* ASSIGNMENT
Give the listing below again in full, exactly as written.

* INPUT

##############################

//! Zentrale Konfiguration des Konstruktions-Editors.
//!
//! `EditorOptions` enthält alle zur Laufzeit änderbaren Werte.
//! Die `const`-Werte bleiben als Fallback/Default erhalten.

use serde::{Deserialize, Serialize};

use crate::geometry::SegmentMode;

// ── Raster & Fangen ─────────────────────────────────────────────────

/// Standard-Rasterweite (x und y, Zeichnungseinheiten).
pub const GRID_SPACING: f64 = 10.0;
/// Standard-Abstand für das Fangen "Punkt im Abstand".
pub const SNAP_DISTANCE: f64 = 1.0;
/// Standard-Anzahl der Teilungspunkte beim Mittelpunkt-Fangen.
pub const MIDDLE_DIVISIONS: usize = 1;
/// Standard-Fangmodus als Bitfeld: Endpunkt + Raster + frei.
pub const SNAP_MODE_BITS: u32 = 0b00_1110_0000;

// ── Werkzeuge ───────────────────────────────────────────────────────

/// Standard-Winkel (Grad) des Linien-mit-Winkel-Werkzeugs.
pub const LINE_ANGLE: f64 = 45.0;
/// Standard-Länge des Linien-mit-Winkel-Werkzeugs.
pub const LINE_LENGTH: f64 = 10.0;
/// Standard-Eckenzahl des Polygon-Werkzeugs.
pub const POLYGON_CORNERS: usize = 3;
/// Standard-Radius beim Abrunden und im Polylinien-Modus `TanRad`.
pub const ROUND_RADIUS: f64 = 1.0;
/// Standard-Schenkellänge beim Fasen.
pub const BEVEL_LENGTH: f64 = 1.0;
/// Standard-Bogenwinkel (Grad) im Polylinien-Modus `Ang`.
pub const POLYLINE_ANGLE: f64 = 180.0;

/// Bezugspunkt des Linien-mit-Winkel-Werkzeugs.
#[derive(Debug, Clone, Copy, PartialEq, Eq, Default, Serialize, Deserialize)]
pub enum LineSnapPoint {
    #[default]
    Start,
    Middle,
    End,
}

impl LineSnapPoint {
    pub fn from_index(index: usize) -> Self {
        match index {
            1 => LineSnapPoint::Middle,
            2 => LineSnapPoint::End,
            _ => LineSnapPoint::Start,
        }
    }
}

/// Gemerkte Werkzeug-Einstellungen. Werkzeuge lesen sie beim Anlegen und
/// schreiben sie beim Beenden zurück.
#[derive(Debug, Clone, Serialize, Deserialize, PartialEq)]
#[serde(default)]
pub struct ToolSettings {
    // ── Linie mit Winkel ────────────────────────────────────────
    /// Winkel in Grad
    pub line_angle: f64,
    pub line_length: f64,
    pub line_snap_point: LineSnapPoint,

    // ── Polylinie ───────────────────────────────────────────────
    pub polyline_mode: SegmentMode,
    pub polyline_radius: f64,
    /// Eingeschlossener Winkel in Grad (Modus `Ang`)
    pub polyline_angle: f64,
    pub polyline_reversed: bool,

    // ── Polygon ─────────────────────────────────────────────────
    pub polygon_corners: usize,

    // ── Abrunden / Fasen ────────────────────────────────────────
    pub round_radius: f64,
    pub round_trim: bool,
    pub bevel_length1: f64,
    pub bevel_length2: f64,
    pub bevel_trim: bool,

    // ── Ellipse ─────────────────────────────────────────────────
    /// Ellipsen-Werkzeug erzeugt einen elliptischen Bogen statt einer Vollellipse
    pub ellipse_is_arc: bool,
}

impl Default for ToolSettings {
    fn default() -> Self {
        Self {
            line_angle: LINE_ANGLE,
            line_length: LINE_LENGTH,
            line_snap_point: LineSnapPoint::Start,
            polyline_mode: SegmentMode::Line,
            polyline_radius: ROUND_RADIUS,
            polyline_angle: POLYLINE_ANGLE,
            polyline_reversed: false,
            polygon_corners: POLYGON_CORNERS,
            round_radius: ROUND_RADIUS,
            round_trim: true,
            bevel_length1: BEVEL_LENGTH,
            bevel_length2: BEVEL_LENGTH,
            bevel_trim: true,
            ellipse_is_arc: false,
        }
    }
}

// ── Laufzeit-Optionen (serialisierbar) ─────────────────────────────

/// Alle zur Laufzeit änderbaren Editor-Optionen.
/// Wird als `cad_construct.toml` neben der Binary gespeichert.
#[derive(Debug, Clone, Serialize, Deserialize, PartialEq)]
pub struct EditorOptions {
    // ── Raster ──────────────────────────────────────────────────
    /// Rasterweite in x
    pub grid_spacing_x: f64,
    /// Rasterweite in y
    pub grid_spacing_y: f64,

    // ── Fangen ──────────────────────────────────────────────────
    /// Fangradius; ohne Angabe die halbe Rasterweite
    #[serde(default)]
    pub snap_range: Option<f64>,
    /// Fangmodus als Bitfeld (siehe `SnapMode::to_bits`)
    pub snap_mode_bits: u32,
    /// Abstand für das Fangen "Punkt im Abstand"
    pub snap_distance: f64,
    /// Teilungspunkte für das Mittelpunkt-Fangen
    #[serde(default = "default_middle_divisions")]
    pub middle_divisions: usize,

    // ── Werkzeuge ───────────────────────────────────────────────
    #[serde(default)]
    pub tools: ToolSettings,
}

impl Default for EditorOptions {
    fn default() -> Self {
        Self {
            grid_spacing_x: GRID_SPACING,
            grid_spacing_y: GRID_SPACING,
            snap_range: None,
            snap_mode_bits: SNAP_MODE_BITS,
            snap_distance: SNAP_DISTANCE,
            middle_divisions: MIDDLE_DIVISIONS,
            tools: ToolSettings::default(),
        }
    }
}

/// Serde-Default für `middle_divisions` (Abwärtskompatibilität).
fn default_middle_divisions() -> usize {
    MIDDLE_DIVISIONS
}

impl EditorOptions {
    /// Lädt Optionen aus einer TOML-Datei. Bei Fehler: Standardwerte.
    pub fn load_from_file(path: &std::path::Path) -> Self {
        match std::fs::read_to_string(path) {
            Ok(content) => match toml::from_str(&content) {
                Ok(opts) => {
                    log::info!("Optionen geladen aus: {}", path.display());
                    opts
                }
                Err(e) => {
                    log::warn!("Optionen-Datei fehlerhaft, verwende Standardwerte: {}", e);
                    Self::default()
                }
            },
            Err(_) => {
                log::info!("Keine Optionen-Datei gefunden, verwende Standardwerte");
                Self::default()
            }
        }
    }

    /// Speichert Optionen als TOML-Datei.
    pub fn save_to_file(&self, path: &std::path::Path) -> anyhow::Result<()> {
        let content = toml::to_string_pretty(self)?;
        std::fs::write(path, content)?;
        log::info!("Optionen gespeichert nach: {}", path.display());
        Ok(())
    }

    /// Ermittelt den Pfad zur Optionen-Datei neben der Binary.
    pub fn config_path() -> std::path::PathBuf {
        std::env::current_exe()
            .unwrap_or_else(|_| std::path::PathBuf::from("cad_construct"))
            .parent()
            .unwrap_or_else(|| std::path::Path::new("."))
            .join("cad_construct.toml")
    }

    /// Effektiver Fangradius: Override oder `|Raster / 2|`.
    pub fn effective_snap_range(&self) -> f64 {
        self.snap_range
            .unwrap_or_else(|| (self.grid_spacing_x.abs().max(self.grid_spacing_y.abs())) / 2.0)
    }
}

##############################

* OUTPUT OF THE TASK
//! Zentrale Konfiguration des Konstruktions-Editors.
//!
//! `EditorOptions` enthält alle zur Laufzeit änderbaren Werte.
//! Die `const`-Werte bleiben als Fallback/Default erhalten.

use serde::{Deserialize, Serialize};

use crate::geometry::SegmentMode;

// ── Raster & Fangen ─────────────────────────────────────────────────

/// Standard-Rasterweite (x und y, Zeichnungseinheiten).
pub const GRID_SPACING: f64 = 10.0;
/// Standard-Abstand für das Fangen "Punkt im Abstand".
pub const SNAP_DISTANCE: f64 = 1.0;
/// Standard-Anzahl der Teilungspunkte beim Mittelpunkt-Fangen.
pub const MIDDLE_DIVISIONS: usize = 1;
/// Standard-Fangmodus als Bitfeld: Endpunkt + Raster + frei.
pub const SNAP_MODE_BITS: u32 = 0b00_1110_0000;

// ── Werkzeuge ───────────────────────────────────────────────────────

/// Standard-Winkel (Grad) des Linien-mit-Winkel-Werkzeugs.
pub const LINE_ANGLE: f64 = 45.0;
/// Standard-Länge des Linien-mit-Winkel-Werkzeugs.
pub const LINE_LENGTH: f64 = 10.0;
/// Standard-Eckenzahl des Polygon-Werkzeugs.
pub const POLYGON_CORNERS: usize = 3;
/// Standard-Radius beim Abrunden und im Polylinien-Modus `TanRad`.
pub const ROUND_RADIUS: f64 = 1.0;
/// Standard-Schenkellänge beim Fasen.
pub const BEVEL_LENGTH: f64 = 1.0;
/// Standard-Bogenwinkel (Grad) im Polylinien-Modus `Ang`.
pub const POLYLINE_ANGLE: f64 = 180.0;

/// Bezugspunkt des Linien-mit-Winkel-Werkzeugs.
#[derive(Debug, Clone, Copy, PartialEq, Eq, Default, Serialize, Deserialize)]
pub enum LineSnapPoint {
    #[default]
    Start,
    Middle,
    End,
}

impl LineSnapPoint {
    pub fn from_index(index: usize) -> Self {
        match index {
            1 => LineSnapPoint::Middle,
            2 => LineSnapPoint::End,
            _ => LineSnapPoint::Start,
        }
    }
}

/// Gemerkte Werkzeug-Einstellungen. Werkzeuge lesen sie beim Anlegen und
/// schreiben sie beim Beenden zurück.
#[derive(Debug, Clone, Serialize, Deserialize, PartialEq)]
#[serde(default)]
pub struct ToolSettings {
    // ── Linie mit Winkel ────────────────────────────────────────
    /// Winkel in Grad
    pub line_angle: f64,
    pub line_length: f64,
    pub line_snap_point: LineSnapPoint,

    // ── Polylinie ───────────────────────────────────────────────
    pub polyline_mode: SegmentMode,
    pub polyline_radius: f64,
    /// Eingeschlossener Winkel in Grad (Modus `Ang`)
    pub polyline_angle: f64,
    pub polyline_reversed: bool,

    // ── Polygon ─────────────────────────────────────────────────
    pub polygon_corners: usize,

    // ── Abrunden / Fasen ────────────────────────────────────────
    pub round_radius: f64,
    pub round_trim: bool,
    pub bevel_length1: f64,
    pub bevel_length2: f64,
    pub bevel_trim: bool,

    // ── Ellipse ─────────────────────────────────────────────────
    /// Ellipsen-Werkzeug erzeugt einen elliptischen Bogen statt einer Vollellipse
    pub ellipse_is_arc: bool,
}

impl Default for ToolSettings {
    fn default() -> Self {
        Self {
            line_angle: LINE_ANGLE,
            line_length: LINE_LENGTH,
            line_snap_point: LineSnapPoint::Start,
            polyline_mode: SegmentMode::Line,
            polyline_radius: ROUND_RADIUS,
            polyline_angle: POLYLINE_ANGLE,
            polyline_reversed: false,
            polygon_corners: POLYGON_CORNERS,
            round_radius: ROUND_RADIUS,
            round_trim: true,
            bevel_length1: BEVEL_LENGTH,
            bevel_length2: BEVEL_LENGTH,
            bevel_trim: true,
            ellipse_is_arc: false,
        }
    }
}

// ── Laufzeit-Optionen (serialisierbar) ─────────────────────────────

/// Alle zur Laufzeit änderbaren Editor-Optionen.
/// Wird als `cad_construct.toml` neben der Binary gespeichert.
#[derive(Debug, Clone, Serialize, Deserialize, PartialEq)]
pub struct EditorOptions {
    // ── Raster ──────────────────────────────────────────────────
    /// Rasterweite in x
    pub grid_spacing_x: f64,
    /// Rasterweite in y
    pub grid_spacing_y: f64,

    // ── Fangen ──────────────────────────────────────────────────
    /// Fangradius; ohne Angabe die halbe Rasterweite
    #[serde(default)]
    pub snap_range: Option<f64>,
    /// Fangmodus als Bitfeld (siehe `SnapMode::to_bits`)
    pub snap_mode_bits: u32,
    /// Abstand für das Fangen "Punkt im Abstand"
    pub snap_distance: f64,
    /// Teilungspunkte für das Mittelpunkt-Fangen
    #[serde(default = "default_middle_divisions")]
    pub middle_divisions: usize,

    // ── Werkzeuge ───────────────────────────────────────────────
    #[serde(default)]
    pub tools: ToolSettings,
}

impl Default for EditorOptions {
    fn default() -> Self {
        Self {
            grid_spacing_x: GRID_SPACING,
            grid_spacing_y: GRID_SPACING,
            snap_range: None,
            snap_mode_bits: SNAP_MODE_BITS,
            snap_distance: SNAP_DISTANCE,
            middle_divisions: MIDDLE_DIVISIONS,
            tools: ToolSettings::default(),
        }
    }
}

/// Serde-Default für `middle_divisions` (Abwärtskompatibilität).
fn default_middle_divisions() -> usize {
    MIDDLE_DIVISIONS
}

impl EditorOptions {
    /// Lädt Optionen aus einer TOML-Datei. Bei Fehler: Standardwerte.
    pub fn load_from_file(path: &std::path::Path) -> Self {
        match std::fs::read_to_string(path) {
            Ok(content) => match toml::from_str(&content) {
                Ok(opts) => {
                    log::info!("Optionen geladen aus: {}", path.display());
                    opts
                }
                Err(e) => {
                    log::warn!("Optionen-Datei fehlerhaft, verwende Standardwerte: {}", e);
                    Self::default()
                }
            },
            Err(_) => {
                log::info!("Keine Optionen-Datei gefunden, verwende Standardwerte");
                Self::default()
            }
        }
    }

    /// Speichert Optionen als TOML-Datei.
    pub fn save_to_file(&self, path: &std::path::Path) -> anyhow::Result<()> {
        let content = toml::to_string_pretty(self)?;
        std::fs::write(path, content)?;
        log::info!("Optionen gespeichert nach: {}", path.display());
        Ok(())
    }

    /// Ermittelt den Pfad zur Optionen-Datei neben der Binary.
    pub fn config_path() -> std::path::PathBuf {
        std::env::current_exe()
            .unwrap_or_else(|_| std::path::PathBuf::from("cad_construct"))
            .parent()
            .unwrap_or_else(|| std::path::Path::new("."))
            .join("cad_construct.toml")
    }

    /// Effektiver Fangradius: Override oder `|Raster / 2|`.
    pub fn effective_snap_range(&self) -> f64 {
        self.snap_range
            .unwrap_or_else(|| (self.grid_spacing_x.abs().max(self.grid_spacing_y.abs())) / 2.0)
    }
}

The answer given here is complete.